Try it: Instruction for the data below: set down exactly the lines from the line with "use std::path::Path;" to the line with "URL, if streamed.", inclusive, and no others.

Task data:
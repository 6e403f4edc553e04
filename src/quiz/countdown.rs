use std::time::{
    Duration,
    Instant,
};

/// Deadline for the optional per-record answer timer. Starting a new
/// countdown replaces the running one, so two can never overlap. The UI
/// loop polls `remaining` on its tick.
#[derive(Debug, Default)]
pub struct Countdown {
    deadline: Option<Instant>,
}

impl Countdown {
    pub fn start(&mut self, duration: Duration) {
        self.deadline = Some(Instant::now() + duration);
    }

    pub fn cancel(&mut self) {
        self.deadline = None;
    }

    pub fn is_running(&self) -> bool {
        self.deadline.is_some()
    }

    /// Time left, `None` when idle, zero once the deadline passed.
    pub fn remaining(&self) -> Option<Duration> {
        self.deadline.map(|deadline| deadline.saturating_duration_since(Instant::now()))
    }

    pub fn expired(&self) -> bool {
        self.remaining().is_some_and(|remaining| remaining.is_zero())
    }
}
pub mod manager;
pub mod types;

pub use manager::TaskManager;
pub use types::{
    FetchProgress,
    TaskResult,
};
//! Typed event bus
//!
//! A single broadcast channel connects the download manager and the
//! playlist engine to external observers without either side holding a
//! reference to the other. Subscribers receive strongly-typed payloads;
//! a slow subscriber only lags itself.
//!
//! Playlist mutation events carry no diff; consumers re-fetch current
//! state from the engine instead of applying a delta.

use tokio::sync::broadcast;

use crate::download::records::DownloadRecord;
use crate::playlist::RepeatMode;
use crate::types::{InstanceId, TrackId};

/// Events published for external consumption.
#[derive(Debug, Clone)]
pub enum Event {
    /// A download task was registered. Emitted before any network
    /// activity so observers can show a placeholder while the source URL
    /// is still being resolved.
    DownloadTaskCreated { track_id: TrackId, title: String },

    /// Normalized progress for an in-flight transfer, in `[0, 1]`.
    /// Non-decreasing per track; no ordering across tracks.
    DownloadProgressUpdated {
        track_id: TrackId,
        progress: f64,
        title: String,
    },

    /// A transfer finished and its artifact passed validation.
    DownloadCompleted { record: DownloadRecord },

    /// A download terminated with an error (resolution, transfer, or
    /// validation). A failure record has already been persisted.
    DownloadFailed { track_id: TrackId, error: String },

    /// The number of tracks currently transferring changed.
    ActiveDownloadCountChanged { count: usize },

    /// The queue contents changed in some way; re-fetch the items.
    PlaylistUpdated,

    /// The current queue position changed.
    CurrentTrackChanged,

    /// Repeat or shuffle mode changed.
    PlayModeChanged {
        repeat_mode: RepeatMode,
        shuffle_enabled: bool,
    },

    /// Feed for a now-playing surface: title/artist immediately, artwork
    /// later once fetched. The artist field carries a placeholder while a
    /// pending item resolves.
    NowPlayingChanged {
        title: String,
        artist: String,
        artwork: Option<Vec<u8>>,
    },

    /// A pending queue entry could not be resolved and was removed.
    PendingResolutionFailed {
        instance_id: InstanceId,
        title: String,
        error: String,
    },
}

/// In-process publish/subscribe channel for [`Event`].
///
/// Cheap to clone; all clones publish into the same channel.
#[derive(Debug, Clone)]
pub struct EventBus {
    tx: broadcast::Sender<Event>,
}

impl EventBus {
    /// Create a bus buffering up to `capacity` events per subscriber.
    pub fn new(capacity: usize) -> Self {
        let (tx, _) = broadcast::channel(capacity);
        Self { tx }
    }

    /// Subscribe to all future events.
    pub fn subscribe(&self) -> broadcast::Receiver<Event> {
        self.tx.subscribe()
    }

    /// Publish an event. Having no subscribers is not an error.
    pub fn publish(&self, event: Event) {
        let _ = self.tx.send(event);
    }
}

--

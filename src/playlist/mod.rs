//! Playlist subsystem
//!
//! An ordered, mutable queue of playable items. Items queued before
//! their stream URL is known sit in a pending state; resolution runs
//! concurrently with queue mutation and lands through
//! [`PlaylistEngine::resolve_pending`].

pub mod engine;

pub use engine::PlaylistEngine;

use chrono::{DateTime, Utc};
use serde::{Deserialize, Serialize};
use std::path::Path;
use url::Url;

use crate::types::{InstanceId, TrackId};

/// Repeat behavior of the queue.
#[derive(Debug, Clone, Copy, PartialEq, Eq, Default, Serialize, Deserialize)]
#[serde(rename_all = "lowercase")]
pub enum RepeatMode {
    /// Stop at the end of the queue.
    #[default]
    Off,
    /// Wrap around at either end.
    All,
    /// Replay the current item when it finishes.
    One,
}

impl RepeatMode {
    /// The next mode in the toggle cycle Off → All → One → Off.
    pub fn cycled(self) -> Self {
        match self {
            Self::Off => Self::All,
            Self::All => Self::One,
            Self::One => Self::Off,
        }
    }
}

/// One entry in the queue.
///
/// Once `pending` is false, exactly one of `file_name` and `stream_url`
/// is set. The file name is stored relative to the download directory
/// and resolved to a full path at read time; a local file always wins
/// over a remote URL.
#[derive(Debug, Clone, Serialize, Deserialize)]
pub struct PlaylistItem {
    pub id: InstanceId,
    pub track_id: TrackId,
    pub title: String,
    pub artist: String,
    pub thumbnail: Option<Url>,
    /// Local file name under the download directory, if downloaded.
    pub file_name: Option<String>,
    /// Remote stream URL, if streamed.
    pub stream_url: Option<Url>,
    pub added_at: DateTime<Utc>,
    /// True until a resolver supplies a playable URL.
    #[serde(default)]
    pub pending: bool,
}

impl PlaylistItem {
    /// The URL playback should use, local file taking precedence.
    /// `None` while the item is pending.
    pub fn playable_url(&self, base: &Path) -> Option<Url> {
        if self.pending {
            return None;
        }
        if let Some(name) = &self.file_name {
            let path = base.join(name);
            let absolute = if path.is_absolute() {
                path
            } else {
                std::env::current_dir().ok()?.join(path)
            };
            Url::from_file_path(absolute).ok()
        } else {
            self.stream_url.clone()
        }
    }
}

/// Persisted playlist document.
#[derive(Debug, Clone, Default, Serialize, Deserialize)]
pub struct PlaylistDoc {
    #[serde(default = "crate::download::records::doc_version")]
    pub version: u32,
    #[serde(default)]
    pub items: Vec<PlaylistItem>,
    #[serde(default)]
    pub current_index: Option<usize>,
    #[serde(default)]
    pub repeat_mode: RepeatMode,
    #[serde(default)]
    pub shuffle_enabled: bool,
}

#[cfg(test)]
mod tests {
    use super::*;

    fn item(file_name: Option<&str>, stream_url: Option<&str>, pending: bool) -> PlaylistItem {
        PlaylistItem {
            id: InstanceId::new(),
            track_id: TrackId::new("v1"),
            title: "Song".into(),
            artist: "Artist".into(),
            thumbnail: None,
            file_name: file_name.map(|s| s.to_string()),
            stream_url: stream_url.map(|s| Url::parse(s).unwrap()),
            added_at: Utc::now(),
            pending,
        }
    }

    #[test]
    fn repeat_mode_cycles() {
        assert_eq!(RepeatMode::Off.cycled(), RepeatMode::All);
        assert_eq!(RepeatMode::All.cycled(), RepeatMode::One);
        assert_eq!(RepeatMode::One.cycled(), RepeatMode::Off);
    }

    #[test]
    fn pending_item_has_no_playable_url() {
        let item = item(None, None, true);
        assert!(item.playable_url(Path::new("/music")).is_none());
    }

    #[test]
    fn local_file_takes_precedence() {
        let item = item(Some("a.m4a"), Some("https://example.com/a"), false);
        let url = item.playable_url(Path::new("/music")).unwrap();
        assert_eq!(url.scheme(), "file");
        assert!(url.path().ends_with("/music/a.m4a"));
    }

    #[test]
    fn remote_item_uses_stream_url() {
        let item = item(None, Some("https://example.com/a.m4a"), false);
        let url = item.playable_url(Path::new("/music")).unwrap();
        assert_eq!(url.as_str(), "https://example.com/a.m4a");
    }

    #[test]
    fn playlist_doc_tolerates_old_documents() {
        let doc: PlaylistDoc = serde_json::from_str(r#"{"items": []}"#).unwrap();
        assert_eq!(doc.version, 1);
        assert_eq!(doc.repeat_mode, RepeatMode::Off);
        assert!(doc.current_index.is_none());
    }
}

Written solution:
use std::path::Path;
use url::Url;

use crate::types::{InstanceId, TrackId};

/// Repeat behavior of the queue.
#[derive(Debug, Clone, Copy, PartialEq, Eq, Default, Serialize, Deserialize)]
#[serde(rename_all = "lowercase")]
pub enum RepeatMode {
    /// Stop at the end of the queue.
    #[default]
    Off,
    /// Wrap around at either end.
    All,
    /// Replay the current item when it finishes.
    One,
}

impl RepeatMode {
    /// The next mode in the toggle cycle Off → All → One → Off.
    pub fn cycled(self) -> Self {
        match self {
            Self::Off => Self::All,
            Self::All => Self::One,
            Self::One => Self::Off,
        }
    }
}

/// One entry in the queue.
///
/// Once `pending` is false, exactly one of `file_name` and `stream_url`
/// is set. The file name is stored relative to the download directory
/// and resolved to a full path at read time; a local file always wins
/// over a remote URL.
#[derive(Debug, Clone, Serialize, Deserialize)]
pub struct PlaylistItem {
    pub id: InstanceId,
    pub track_id: TrackId,
    pub title: String,
    pub artist: String,
    pub thumbnail: Option<Url>,
    /// Local file name under the download directory, if downloaded.
    pub file_name: Option<String>,
    /// Remote stream URL, if streamed.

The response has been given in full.